« Peter Pan », de James Matthew Barrie, Théâtre de la Renaissance à Oullins

Peter Pan © Michel Ferchaud

Envolez-vous !

Par Trina Mounier
Les Trois Coups

Christian Duchange, du Théâtre de l’Artifice, propose une version intelligente, sensible et merveilleuse de l’œuvre de James Matthew Barrie, « Peter Pan ».

Le projet, pourtant, n’allait pas de soi : il fallait à la fois effacer les images parasites du dessin animé bien connu, décliné à l’envi, et faire exister sur un plateau une multitude d’enfants en train de vivre pleinement leurs rêves, de vivre résolument leur enfance.

Qui est Peter Pan ? Celui qui ne veut pas grandir – parce que être adulte signifie être raisonnable dans un monde gris – et restera à tout jamais dans son pays imaginaire de Neverland où la réalité est la fiction : il suffit pour voler d’y croire, de disposer d’un peu de poudre de fée et de ne pas avoir peur. C’est aussi un enfant sans mère, un personnage de conte venu de nulle part pour emmener dans son sillage garçonnets et fillettes pour une dernière aventure avant l’âge adulte. En vérité, Peter Pan n’existe que pour donner naissance à des chimères : les enfants perdus que leur mère a laissé tomber de leur landau, les pirates avec leur majestueux bateau, les Indiens avec totem, plumes et poteau de torture. Peter Pan est avant tout un généreux conteur qui accompagne le passage hors de l’enfance.

Il y a tout cela dans le spectacle de Christian Duchange, et c’est précisément ce qui en fait la force et le charme. Des Indiens, des pirates, des vols au-dessus de la ville, un bateau avec ses canons et sa voilure, et même le crocodile (ces deux derniers réduits au rang de miniatures, mais c’est sans importance). Et, s’il a choisi le parti de l’illusion, il a écarté le faux-semblant et la pacotille. Ses comédiens sont adultes et, à eux quatre, jouent tous les rôles.
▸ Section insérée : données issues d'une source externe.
//! PKCE (Proof Key for Code Exchange) implementation per RFC 7636
//!
//! Generates the code verifier and S256 challenge used during the OAuth
//! authorization flow. The verifier stays server-side and is sent during
//! token exchange; the challenge goes into the authorization URL so the
//! authorization server can tie the exchange back to the login that started it.

use base64::Engine;
use base64::engine::general_purpose::URL_SAFE_NO_PAD;
use rand::RngExt;
use sha2::{Digest, Sha256};

use crate::constants::OAuthConfig;

/// Verifier/challenge pair for a single login attempt. Never persisted.
#[derive(Clone)]
pub struct PkceCodes {
    pub code_verifier: String,
    pub code_challenge: String,
}

impl PkceCodes {
    /// Generate a fresh pair from 64 bytes of CSPRNG output.
    ///
    /// 64 bytes encode to 86 base64url characters, inside the 43-128 range
    /// RFC 7636 allows.
    pub fn generate() -> Self {
        let code_verifier = generate_verifier();
        let code_challenge = compute_challenge(&code_verifier);
        Self {
            code_verifier,
            code_challenge,
        }
    }
}

impl std::fmt::Debug for PkceCodes {
    fn fmt(&self, f: &mut std::fmt::Formatter<'_>) -> std::fmt::Result {
        f.debug_struct("PkceCodes")
            .field("code_verifier", &"[REDACTED]")
            .field("code_challenge", &self.code_challenge)
            .finish()
    }
}

/// Generate a cryptographically random PKCE code verifier.
pub fn generate_verifier() -> String {
    let mut bytes = [0u8; 64];
    rand::rng().fill(&mut bytes);
    URL_SAFE_NO_PAD.encode(bytes)
}

/// Compute the S256 code challenge from a verifier.
///
/// `challenge = BASE64URL(SHA256(verifier))`
pub fn compute_challenge(verifier: &str) -> String {
    let hash = Sha256::digest(verifier.as_bytes());
    URL_SAFE_NO_PAD.encode(hash)
}

/// Opaque CSRF token for the `state` parameter (32 random bytes, base64url).
pub fn generate_state() -> String {
    let mut bytes = [0u8; 32];
    rand::rng().fill(&mut bytes);
    URL_SAFE_NO_PAD.encode(bytes)
}

/// Build the full authorization URL with all required OAuth parameters.
pub fn build_authorization_url(config: &OAuthConfig, state: &str, challenge: &str) -> String {
    let mut url = match reqwest::Url::parse(&config.authorize_endpoint) {
        Ok(url) => url,
        // An unparsable endpoint still yields a URL the user can inspect.
        Err(_) => return format!("{}?state={state}", config.authorize_endpoint),
    };
    url.query_pairs_mut()
        .append_pair("response_type", "code")
        .append_pair("client_id", &config.client_id)
        .append_pair("redirect_uri", &config.redirect_uri)
        .append_pair("scope", &config.scopes)
        .append_pair("code_challenge", challenge)
        .append_pair("code_challenge_method", "S256")
        .append_pair("id_token_add_organizations", "true")
        .append_pair("codex_cli_simplified_flow", "true")
        .append_pair("state", state)
        .append_pair("originator", &config.originator);
    url.to_string()
}
/// A string, or a list of strings that is joined.
fn completion_prompt(prompt: Option<Value>) -> Result<String> {
    let text = match prompt {
        None | Some(Value::Null) => return Err(ValidationError::MissingField("prompt")),
        Some(Value::String(text)) => text,
        Some(Value::Array(parts)) => {
            let mut text = String::new();
            for part in &parts {
                let Value::String(part) = part else {
                    return Err(ValidationError::invalid(
                        "prompt",
                        "token arrays are not supported, send text",
                    ));
                };
                text.push_str(part);
            }
            text
        }
        Some(_) => {
            return Err(ValidationError::invalid(
                "prompt",
                "must be a string or a list of strings",
            ));
        }
    };
    if text.trim().is_empty() {
        return Err(ValidationError::invalid("prompt", "must not be empty"));
    }
    Ok(text)
}

/// Remove completion-only options, rejecting the ones the backend cannot honour.
fn strip_completion_options(object: &mut Map<String, Value>) -> Result<()> {
    match object.remove("echo") {
        None | Some(Value::Null) | Some(Value::Bool(false)) => {}
        Some(Value::Bool(true)) => {
            return Err(ValidationError::invalid("echo", "echoing the prompt is not supported"));
        }
        Some(_) => return Err(ValidationError::invalid("echo", "must be a boolean")),
    }
    for field in ["suffix", "logprobs"] {
        if object.remove(field).is_some_and(|v| !v.is_null()) {
            return Err(ValidationError::invalid(field, "not supported by the backend"));
        }
    }
    if let Some(best_of) = object.remove("best_of")
        && !best_of.is_null()
        && best_of.as_i64() != Some(1)
    {
        return Err(ValidationError::OutOfRange {
            field: "best_of",
            reason: format!("only best_of=1 is supported, got {best_of}"),
        });
    }
    Ok(())
}

/// Nested objects have no ignorable keys; the first leftover is reported
/// with its full path.
fn reject_extra(path: impl FnOnce() -> String, extra: &Map<String, Value>) -> Result<()> {
    match extra.keys().next() {
        Some(key) => Err(ValidationError::UnknownField(format!("{}.{key}", path()))),
        None => Ok(()),
    }
}

fn translate_tools(tools: &[ToolDefinition]) -> Result<Vec<BackendTool>> {
    tools
        .iter()
        .enumerate()
        .map(|(i, tool)| {
            reject_extra(|| format!("tools[{i}]"), &tool.extra)?;
            if tool.kind != "function" {
                return Err(ValidationError::invalid(
                    format!("tools[{i}].type"),
                    format!("unsupported tool type {:?}", tool.kind),
                ));
            }
            let function = tool.function.as_ref().ok_or_else(|| {
                ValidationError::invalid(format!("tools[{i}].function"), "missing function definition")
            })?;
            reject_extra(|| format!("tools[{i}].function"), &function.extra)?;
            if function.name.trim().is_empty() {
                return Err(ValidationError::invalid(
                    format!("tools[{i}].function.name"),
                    "must not be empty",
                ));
            }
            Ok(BackendTool {
                kind: "function".to_owned(),
                name: function.name.clone(),
                description: function.description.clone().unwrap_or_default(),
                strict: function.strict.unwrap_or(false),
                parameters: function
                    .parameters
                    .clone()
                    .unwrap_or_else(|| json!({ "type": "object", "properties": {} })),
            })
        })
        .collect()
}

fn translate_tool_choice(choice: Option<&Value>, tools: &[BackendTool]) -> Result<Value> {
    let Some(choice) = choice else {
        return Ok(json!("auto"));
    };

    match choice {
        Value::String(mode) => match mode.as_str() {
            "auto" | "none" | "required" => Ok(Value::String(mode.clone())),
            other => Err(ValidationError::InvalidEnum {
                field: "tool_choice",
                value: other.to_owned(),
                expected: "auto, none, required, {type: function}",
            }),
        },
        Value::Object(obj) => {
            if obj.get("type").and_then(Value::as_str) != Some("function") {
                return Err(ValidationError::invalid(
                    "tool_choice",
                    "object form must have type \"function\"",
                ));
            }
            let name = obj
                .get("function")
                .and_then(|f| f.get("name"))
                .and_then(Value::as_str)
                .filter(|n| !n.is_empty())
                .ok_or_else(|| ValidationError::invalid("tool_choice", "missing function.name"))?;
            if !tools.iter().any(|t| t.name == name) {
                return Err(ValidationError::invalid(
                    "tool_choice",
                    format!("function {name:?} is not among the declared tools"),
                ));
            }
            Ok(json!({ "type": "function", "name": name }))
        }
        _ => Err(ValidationError::invalid(
            "tool_choice",
            "must be a string or an object",
        )),
    }
}

fn translate_response_format(format: Option<&Value>) -> Result<Option<TextControls>> {
    let Some(format) = format else {
        return Ok(None);
    };
    let kind = format
        .get("type")
        .and_then(Value::as_str)
        .ok_or_else(|| ValidationError::invalid("response_format", "missing type"))?;

    match kind {
        "text" => Ok(None),
        "json_object" => Ok(Some(TextControls {
            format: json!({ "type": "json_object" }),
        })),
        "json_schema" => {
            let spec = format.get("json_schema").ok_or_else(|| {
                ValidationError::invalid("response_format", "json_schema type requires a json_schema object")
            })?;
            let name = spec.get("name").and_then(Value::as_str).unwrap_or("response");
            let mut out = json!({
                "type": "json_schema",
                "name": name,
                "schema": spec.get("schema").cloned().unwrap_or_else(|| json!({})),
            });
            if let Some(strict) = spec.get("strict").and_then(Value::as_bool) {
                out["strict"] = Value::Bool(strict);
            }
            Ok(Some(TextControls { format: out }))
        }
        other => Err(ValidationError::InvalidEnum {
            field: "response_format",
            value: other.to_owned(),
            expected: "text, json_object, json_schema",
        }),
    }
}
Chacun d’eux est investi d’un personnage principal – Adeline Guillot en Wendy, puis, devenue adulte, la mère ; Ana Bogosavljevic en Fée Clochette, Emmanuel Fumeron en Capitaine Crochet et Martin Sève qui, de sa silhouette adolescente, incarne avec justesse le rôle-titre. Mais ils interprètent d’autres personnages, se parant d’un léger accessoire qui assure une reconnaissance immédiate : le crochet, la jupe cloche, la coiffe de plumes, etc.

Et si on jouait à jouer ?

Et c’est là que le charme opère : on n’est plus au théâtre, mais dans la vraie vie où des enfants jouent devant nous à « Tu serais un Indien et tu me poursuivrais et alors le pirate arrive et c’est moi le pirate, etc. ». Avec une grande subtilité, Christian Duchange nous introduit dans le monde de l’enfance où tout est possible et d’abord et surtout le conditionnel. On entre de plain-pied dans le roman de James Matthew Barrie. Alors, peu importe s’ils n’ont pas l’âge des rôles et s’ils changent sans transition d’identité. Au contraire ! Cela se passe comme ça quand des enfants jouent, dans le plus grand naturel, sans affectation ni hésitation.

Le décor concocté par le Collectif Eclektik.Sceno ainsi que la scénographie signée Alice Duchange participent en tous points de la magie sans pour autant utiliser d’effets spéciaux ni d’artifices compliqués. Le centre de la scène est occupé par une tournette légèrement inclinée vers les spectateurs : cela permettra de donner l’image d’une piste d’envol et, avec la vitesse, de créer l’illusion du voyage. On saute de la tournette et on regagne la réalité, on y monte et voilà l’imaginaire qui prend le dessus. Quelques paillettes jetées au ciel, un drap tendu en travers de la tournette pour la profondeur, les ombres, l’avant / après, devant / derrière… Sans concession ni compromis, avec un grand respect pour le jeune public.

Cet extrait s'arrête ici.